((
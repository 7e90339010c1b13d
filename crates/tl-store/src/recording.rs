//! The single active recording session.
//!
//! A session lives in its own slot, outside the ordered sequence, until it is
//! finished. Finishing folds it into the index through the same conflict
//! checks as any other write.

use chrono::{DateTime, Utc};
use tl_core::{Conflict, LogId, TaskId, TimeLogRecord};
use tracing::{debug, warn};

use crate::StoreError;
use crate::document::Replica;
use crate::index::{Change, TimeLogIndex, UpsertOutcome};

/// A session that was closed and folded into the index.
#[derive(Debug, Clone, PartialEq, Eq)]
pub struct Closed {
    pub record: TimeLogRecord,
    pub outcome: UpsertOutcome,
}

/// Result of [`RecordingSession::start`].
#[derive(Debug, Clone, PartialEq, Eq)]
pub struct Started {
    /// The newly active session.
    pub record: TimeLogRecord,
    /// The session that was active before, closed at the new start.
    ///
    /// If its outcome is [`UpsertOutcome::Rejected`] the closed session was not
    /// committed and only survives in this value.
    pub closed: Option<Closed>,
}

/// Result of [`RecordingSession::finish`].
#[derive(Debug, Clone, PartialEq, Eq)]
pub enum Finished {
    /// Nothing was being recorded.
    Idle,
    /// The session was committed and the slot cleared.
    Committed(TimeLogRecord),
    /// The session conflicts with a committed record and is still active.
    Rejected {
        record: TimeLogRecord,
        conflict: Conflict,
    },
}

/// Start/finish access to the recording slot of a [`TimeLogIndex`].
pub struct RecordingSession<'a> {
    index: &'a mut TimeLogIndex,
}

impl<'a> RecordingSession<'a> {
    pub(crate) fn new(index: &'a mut TimeLogIndex) -> Self {
        Self { index }
    }

    /// The session being recorded, if any.
    pub fn active(&self) -> Option<TimeLogRecord> {
        self.index.replica().recording()
    }

    /// Starts recording `task` at `at`.
    ///
    /// An active session is finished at `at` first, in the same transaction
    /// that fills the slot with the new session. The new session starts even
    /// if the old one is rejected by the index.
    pub fn start(
        &mut self,
        task: TaskId,
        id: LogId,
        at: DateTime<Utc>,
    ) -> Result<Started, StoreError> {
        let record = TimeLogRecord::new(id, task, at, at)?.at_storage_precision();

        let closed = match self.active() {
            Some(current) => Some(self.close(current, at, |replica| replica.put_recording(&record))?),
            None => None,
        };
        match &closed {
            Some(Closed {
                outcome: UpsertOutcome::Accepted,
                ..
            }) => {}
            Some(Closed {
                record: previous,
                outcome: UpsertOutcome::Rejected(conflict),
            }) => {
                warn!(
                    id = %previous.id,
                    code = conflict.code(),
                    %conflict,
                    "previous session could not be committed"
                );
                self.put(&record)?;
            }
            None => self.put(&record)?,
        }
        debug!(id = %record.id, task = %record.task, start = %record.start, "started recording");
        self.index.notify(Change::Recording);

        Ok(Started { record, closed })
    }

    /// Ends the active session at `at` and commits it.
    ///
    /// The commit and the clearing of the slot happen in one transaction.
    pub fn finish(&mut self, at: DateTime<Utc>) -> Result<Finished, StoreError> {
        let Some(current) = self.active() else {
            return Ok(Finished::Idle);
        };

        let Closed { record, outcome } =
            self.close(current, at, |replica| replica.clear_recording().map(drop))?;
        match outcome {
            UpsertOutcome::Accepted => {
                self.index.notify(Change::Recording);
                Ok(Finished::Committed(record))
            }
            UpsertOutcome::Rejected(conflict) => {
                debug!(id = %record.id, %conflict, "session kept after rejected finish");
                Ok(Finished::Rejected { record, conflict })
            }
        }
    }

    /// Drops the active session without committing it.
    pub fn discard(&mut self) -> Result<Option<TimeLogRecord>, StoreError> {
        let current = self.active();
        if current.is_some() {
            self.clear()?;
        }
        Ok(current)
    }

    /// Sets the end and upserts, running `then` in the same transaction when
    /// accepted. An end before the start is clamped to the start.
    fn close<F>(&mut self, mut record: TimeLogRecord, at: DateTime<Utc>, then: F) -> Result<Closed, StoreError>
    where
        F: FnOnce(&mut Replica) -> Result<(), StoreError>,
    {
        if at < record.start {
            debug!(id = %record.id, %at, start = %record.start, "close time precedes start, clamping");
            record.end = record.start;
        } else {
            record.end = at;
        }
        let record = record.at_storage_precision();
        let outcome = self.index.upsert_then(record.clone(), then)?;
        Ok(Closed { record, outcome })
    }

    fn put(&mut self, record: &TimeLogRecord) -> Result<(), StoreError> {
        self.index
            .replica_mut()
            .transact(|replica| replica.put_recording(record))
    }

    fn clear(&mut self) -> Result<(), StoreError> {
        if self.index.replica_mut().transact(Replica::clear_recording)? {
            self.index.notify(Change::Recording);
        }
        Ok(())
    }
}

#[cfg(test)]
mod tests {
    use super::*;
    use std::sync::{Arc, Mutex};

    use chrono::{Duration, TimeZone};

    use crate::ActorId;

    fn at(hour: u32) -> DateTime<Utc> {
        Utc.with_ymd_and_hms(2024, 5, 1, hour, 0, 0).unwrap()
    }

    fn index() -> TimeLogIndex {
        TimeLogIndex::new(Replica::new(ActorId::from([1; 16].as_slice())).unwrap())
    }

    fn task(name: &str) -> TaskId {
        TaskId::new(name).unwrap()
    }

    fn log(id: &str) -> LogId {
        LogId::new(id).unwrap()
    }

    #[test]
    fn finish_when_idle_is_noop() {
        let mut index = index();
        assert_eq!(index.recording().finish(at(9)).unwrap(), Finished::Idle);
        assert!(index.is_empty());
    }

    #[test]
    fn start_then_finish_commits_session() {
        let mut index = index();
        let started = index.recording().start(task("writing"), log("s1"), at(9)).unwrap();
        assert!(started.closed.is_none());
        assert_eq!(started.record.start, at(9));
        assert_eq!(started.record.end, at(9));
        assert!(index.is_empty());

        let finished = index.recording().finish(at(10)).unwrap();
        let Finished::Committed(record) = finished else {
            panic!("expected commit, got {finished:?}");
        };
        assert_eq!((record.start, record.end), (at(9), at(10)));
        assert!(index.recording().active().is_none());
        assert_eq!(index.get(&log("s1")), Some(record));
    }

    #[test]
    fn start_while_recording_folds_previous_session() {
        let mut index = index();
        index.recording().start(task("writing"), log("s1"), at(9)).unwrap();
        let started = index.recording().start(task("review"), log("s2"), at(11)).unwrap();

        let closed = started.closed.unwrap();
        assert_eq!(closed.outcome, UpsertOutcome::Accepted);
        assert_eq!((closed.record.start, closed.record.end), (at(9), at(11)));

        let active = index.recording().active().unwrap();
        assert_eq!(active.id, log("s2"));
        assert_eq!(active.task, task("review"));
        assert_eq!(index.records(), vec![closed.record]);
    }

    #[test]
    fn finish_conflict_keeps_session_active() {
        let mut index = index();
        let committed = TimeLogRecord::new(log("c"), task("meeting"), at(10), at(11)).unwrap();
        index.upsert(committed).unwrap();

        index.recording().start(task("writing"), log("s1"), at(9)).unwrap();
        let finished = index.recording().finish(at(12)).unwrap();
        assert_eq!(
            finished,
            Finished::Rejected {
                record: TimeLogRecord::new(log("s1"), task("writing"), at(9), at(12)).unwrap(),
                conflict: Conflict::EndConflict { with: log("c") },
            }
        );
        assert_eq!(index.recording().active().unwrap().id, log("s1"));

        // Retrying before the committed record succeeds.
        let finished = index.recording().finish(at(10)).unwrap();
        assert!(matches!(finished, Finished::Committed(_)));
        assert_eq!(index.len(), 2);
    }

    #[test]
    fn implicit_finish_reports_conflict_and_still_starts() {
        let mut index = index();
        index.recording().start(task("writing"), log("s1"), at(9)).unwrap();
        // Logged elsewhere while the session was running.
        let committed = TimeLogRecord::new(log("c"), task("meeting"), at(10), at(11)).unwrap();
        index.upsert(committed).unwrap();

        let started = index.recording().start(task("review"), log("s2"), at(12)).unwrap();
        let closed = started.closed.unwrap();
        assert_eq!(
            closed.outcome,
            UpsertOutcome::Rejected(Conflict::EndConflict { with: log("c") })
        );
        assert!(index.get(&log("s1")).is_none());
        assert_eq!(index.recording().active().unwrap().id, log("s2"));
    }

    #[test]
    fn switching_sessions_is_one_change() {
        let mut index = index();
        index.recording().start(task("writing"), log("s1"), at(9)).unwrap();
        let before = index.replica_mut().change_count();

        index.recording().start(task("review"), log("s2"), at(10)).unwrap();
        assert_eq!(index.replica_mut().change_count(), before + 1);

        index.recording().finish(at(11)).unwrap();
        assert_eq!(index.replica_mut().change_count(), before + 2);
        assert_eq!(index.len(), 2);
        assert!(index.recording().active().is_none());
    }

    #[test]
    fn clock_moving_backward_clamps_close_to_start() {
        let mut index = index();
        index.recording().start(task("writing"), log("s1"), at(10)).unwrap();

        let started = index.recording().start(task("review"), log("s2"), at(9)).unwrap();
        let closed = started.closed.unwrap();
        assert_eq!(closed.outcome, UpsertOutcome::Accepted);
        assert_eq!((closed.record.start, closed.record.end), (at(10), at(10)));

        // The new session can still be committed before the zero-length one.
        let finished = index.recording().finish(at(9) + Duration::minutes(30)).unwrap();
        assert!(matches!(finished, Finished::Committed(_)));
        let ids: Vec<_> = index.records().into_iter().map(|r| r.id).collect();
        assert_eq!(ids, vec![log("s2"), log("s1")]);
    }

    #[test]
    fn discard_drops_session() {
        let mut index = index();
        assert!(index.recording().discard().unwrap().is_none());

        index.recording().start(task("writing"), log("s1"), at(9)).unwrap();
        let dropped = index.recording().discard().unwrap().unwrap();
        assert_eq!(dropped.id, log("s1"));
        assert!(index.recording().active().is_none());
        assert!(index.is_empty());
    }

    #[test]
    fn recording_changes_are_notified() {
        let seen = Arc::new(Mutex::new(Vec::new()));
        let sink = Arc::clone(&seen);
        let mut index = index().with_listener(move |change| sink.lock().unwrap().push(change));

        index.recording().start(task("writing"), log("s1"), at(9)).unwrap();
        index.recording().finish(at(10)).unwrap();

        assert_eq!(
            *seen.lock().unwrap(),
            vec![Change::Recording, Change::TimeLogs, Change::Recording]
        );
    }
}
))
Return every line of the listing above that contains "Mutex".

● TASK RESULT:
    use std::sync::{Arc, Mutex};
        let seen = Arc::new(Mutex::new(Vec::new()));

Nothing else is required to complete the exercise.